Zero-emission aviation company ZeroAvia says its hydrogen-electric powertrain, ZA-600, recently passed a pivotal test: it successfully hauled a 15-ton military-style truck, dubbed the HyperTruck, across the tarmac at its Hollister, California headquarters. The U.K government funded the test, dubbed the HyFlyer II program, with a $16.3 million grant, which could help ZeroAvia reach its mission of powering a 19-passenger aircraft’s 350-mile long flight with the eco-friendly powertrain by 2024. ZeroAvia says that the successful ground test means that they’re on track to complete the program on time.
A heavy haul for a lighter liftoff
ZeroAvia’s CEO Val Miftakhov says that the test is essential to flight test the company’s 19-seat Dornier 228 prototypes in the U.S. and U.K. He says test flights for the Dornier will happen by year-end.
“This project is instrumental for delivering a market-ready hydrogen-powered solution for 2024 that makes passenger-ready zero carbon aviation a reality,” said Miftakhov in a statement. “It once again demonstrates the ‘Jet Zero’ ambition of the U.K. government to take a leading role in making flight sustainable, and we are proud that they have put their faith in us again to deliver another milestone for hydrogen-electric aviation.”
“The Hollister testing is a significant milestone for our new HyperTruck testbed and ZA-600 that also confirms the operation of our next-generation control system and software,” said Gabe DeVault, ZeroAvia’s head of testing and application. “Our U.S. team is excited to support the important work of our colleagues in the U.K. and ultimately scaling up our proven hydrogen fuel cell integration for larger commercial aircraft engines, which the HyperTruck supports.”
In June, after ZeroAvia wrapped up its two-year-long HyFlyer I project in which it successfully flew two six-seaters powered by a hydrogen-electric 250 kW engine, the company announced that it upsized its fleet by obtaining two Dornier 228s. The Dorniers, ZeroAvia says, will help to further its pursuit of developing a 19-seat hydrogen-electric powered aircraft. And yet, they have even bigger goals. ZeroAvia has started developing a 2,600-horsepower hydrogen-electric powertrain for a full-sized regional aircraft. Also in the works: ZeroAvia says it plans to build a 50-seat airliner and have a 100-seat airliner powered by hydrogen-electric in the air by the end of the decade.
Sky’s the limit for ZeroAvia founder
Miftakhov, a licensed pilot and entrepreneur in the green energy industry, launched ZeroAvia four years ago in hopes of one day remedying the growing problem of aviation-related carbon emissions. The goal was to create a hydrogen-electric powertrain for a range of markets. ZeroAvia has focused its initial efforts on aircraft that seat between 10 and 20 passengers and fly a maximum of 500 nautical miles.

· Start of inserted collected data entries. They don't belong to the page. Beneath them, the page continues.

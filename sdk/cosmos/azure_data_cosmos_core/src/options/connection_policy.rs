// Copyright (c) Microsoft Corporation. All rights reserved.
// Licensed under the MIT License.

use std::time::Duration;

use crate::constants;

/// Controls how the client discovers and routes to regional endpoints.
///
/// # Examples
///
/// ```rust
/// # use azure_data_cosmos_core::ConnectionPolicy;
/// let policy = ConnectionPolicy {
///     preferred_locations: vec!["West US".into(), "East US".into()],
///     ..Default::default()
/// };
/// assert!(policy.enable_endpoint_discovery);
/// ```
#[derive(Clone, Debug)]
pub struct ConnectionPolicy {
    /// Route requests to regional endpoints discovered from account metadata. Defaults to `true`.
    ///
    /// When disabled, every request goes to the configured account endpoint.
    pub enable_endpoint_discovery: bool,

    /// Region names, in order of preference, used to pick read endpoints and, with
    /// [`use_multiple_write_locations`](Self::use_multiple_write_locations), write endpoints.
    pub preferred_locations: Vec<String>,

    /// Allow writes to any writable region when the account enables multiple write locations.
    /// Defaults to `false`.
    pub use_multiple_write_locations: bool,

    pub retry_options: RetryOptions,

    /// Time to wait for a single network attempt. Defaults to 60 seconds.
    pub request_timeout: Duration,

    /// Interval of the background topology refresh. Defaults to 5 minutes.
    pub endpoint_refresh_interval: Duration,

    /// How long an endpoint stays excluded from routing after being marked unavailable.
    /// Defaults to 5 minutes.
    pub unavailable_location_expiration: Duration,
}

impl Default for ConnectionPolicy {
    fn default() -> Self {
        Self {
            enable_endpoint_discovery: true,
            preferred_locations: Vec::new(),
            use_multiple_write_locations: false,
            retry_options: RetryOptions::default(),
            request_timeout: constants::DEFAULT_REQUEST_TIMEOUT,
            endpoint_refresh_interval: constants::DEFAULT_ENDPOINT_REFRESH_INTERVAL,
            unavailable_location_expiration: constants::DEFAULT_UNAVAILABLE_LOCATION_EXPIRATION,
        }
    }
}

/// Limits applied by the built-in retry policy.
#[derive(Clone, Debug)]
pub struct RetryOptions {
    /// Maximum number of retries for a single logical operation. Defaults to 9.
    pub max_retry_attempt_count: u32,

    /// When set, throttled requests wait this long instead of the service's retry-after hint.
    pub fixed_retry_interval: Option<Duration>,

    /// Upper bound on the cumulative time spent waiting between retries. Defaults to 30 seconds.
    pub max_wait_time: Duration,

    /// Base delay between retries of network failures; doubled on each retry. Defaults to 1 second.
    pub network_retry_interval: Duration,
}

impl Default for RetryOptions {
    fn default() -> Self {
        Self {
            max_retry_attempt_count: constants::DEFAULT_MAX_RETRY_ATTEMPT_COUNT,
            fixed_retry_interval: None,
            max_wait_time: constants::DEFAULT_MAX_WAIT_TIME,
            network_retry_interval: constants::DEFAULT_NETWORK_RETRY_INTERVAL,
        }
    }
}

“With land transport rapidly decarbonizing, fast-growing air transport is quickly becoming the leading emission source, so we must find ways to make aviation more sustainable,” says Miftakhov.
Miftakhov has obtained experimental certificates for two aircraft prototypes from the Federal Aviation Commission (FAA) in the U.S. and the Civil Aviation Authority (CAA) in the U.K. The company is also on track to launch its first commercial flight operations in 2024. There is no shortage of support for ZeroAvia’s lofty goals. Amazon, Bill Gates’ Breakthrough Energy Ventures, and Shell Ventures are all early investors of the startup. Miftakhov also recently became a member of the board of directors for the Fuel Cell and Hydrogen Energy Association (FCHEA), a leading fuel cell industry association that promotes the economic and environmental benefits of hydrogen energy and fuel cell technology.